Colorazione periodica acido-Schiff delle cellule: una tecnica in vitro per rilevare i livelli di glicogeno nelle cellule mononucleate del sangue periferico

Le cellule mononucleate del sangue periferico, o PBMC, sono cellule del sangue circolatorie con nuclei singoli e grandi, comprendenti linfociti B e T, cellule natural killer, monociti e cellule dendritiche. Le PBMC immagazzinano il glucosio in eccesso in forma polimerica come glicogeno - un polisaccaride ramificato - nel loro citoplasma.

Per rilevare la presenza di glicogeno nelle PBMC, preparare uno striscio uniforme di PBMC isolate su un vetrino. Trattare le cellule con formalina, una soluzione fissativa che lega in modo incrociato le biomolecole cellulari, preservando l'integrità strutturale delle PBMC.

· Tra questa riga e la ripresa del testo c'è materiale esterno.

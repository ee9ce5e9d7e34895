use crate::model::FlashcardId;
use crate::validation::ValidationError;
use thiserror::Error;

#[derive(Error, Debug)]
pub enum FlashcardError {
    #[error("{0}")]
    Validation(#[from] ValidationError),

    #[error("Invalid flashcard ID: {0}")]
    InvalidId(String),

    #[error("Flashcard not found: {0}")]
    NotFound(FlashcardId),

    #[error("IO error: {0}")]
    Io(#[from] std::io::Error),

    #[error("Serialization error: {0}")]
    Serialization(#[from] serde_json::Error),

    #[error("Store error: {0}")]
    Store(String),

    #[error("Config error: {0}")]
    Config(String),
}

impl FlashcardError {
    /// True for failures of the storage backend itself, as opposed to bad input.
    pub fn is_persistence(&self) -> bool {
        matches!(
            self,
            FlashcardError::Io(_) | FlashcardError::Serialization(_) | FlashcardError::Store(_)
        )
    }
}

pub type Result<T> = std::result::Result<T, FlashcardError>;

#[cfg(test)]
mod tests {
    use super::*;
    use crate::validation::ValidationError;

    #[test]
    fn only_storage_failures_are_persistence_errors() {
        assert!(FlashcardError::Store("locked".into()).is_persistence());
        assert!(FlashcardError::Io(std::io::Error::other("disk")).is_persistence());
        assert!(!FlashcardError::Validation(ValidationError::EmptyTerm).is_persistence());
        assert!(!FlashcardError::InvalidId("x".into()).is_persistence());
        assert!(!FlashcardError::Config("bad port".into()).is_persistence());
    }
}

Immergere parzialmente il vetrino in una soluzione di amilasi. Questo enzima entra nelle cellule e idrolizza il glicogeno nelle cellule trattate. Ciò si traduce in due distinte popolazioni cellulari: cellule ricche di glicogeno trattate con enzimi, carenti di glicogeno e non trattate con amilasi.

Sovrapponili con una soluzione acida periodica che converte ossidativamente i gruppi ossidrilici delle molecole di glicogeno in aldeidi.

Sciacquare il vetrino in acqua per arrestare la reazione di ossidazione e rimuovere l'eccesso di acido periodico. Trattare il vetrino con il reagente Schiff, che reagisce con i gruppi aldeidici del glicogeno periodico trattato con acido, generando un complesso insolubile di colore magenta.

Applicare i mezzi di montaggio per trattenere le celle durante l'imaging. Posizionare un vetrino coprioggetti per distribuire il supporto di montaggio su tutta la superficie del vetrino per una migliore visualizzazione. Immagina le cellule colorate.

Le cellule non trattate con amilasi contengono granuli di glicogeno magenta, assenti nelle cellule trattate con enzimi.

In questo passaggio, posizionare il vetrino su una superficie piana. Applicare 2 millilitri di soluzione di acido periodico sul campione e incubare per 5 minuti a temperatura ambiente. Quindi, sciacquare più volte il vetrino con acqua distillata. Applicare 2 millilitri di reagente di Schiff sul vetrino e incubare a temperatura ambiente per 15 minuti.

Successivamente, lavare il vetrino con acqua distillata per 5 minuti, quindi lasciarlo asciugare all'aria. Quindi, applicare 100 microlitri di supporto di montaggio sul vetrino e coprirlo con un vetrino coprioggetti grande, oppure applicare 50 microlitri e utilizzare due piccoli vetrini coprioggetti. Successivamente, applica lo smalto trasparente sui bordi del vetrino coprioggetti. Lasciateli asciugare per una notte.

Quindi, ottenere immagini con il microscopio a luce binoculare utilizzando l'obiettivo 100X.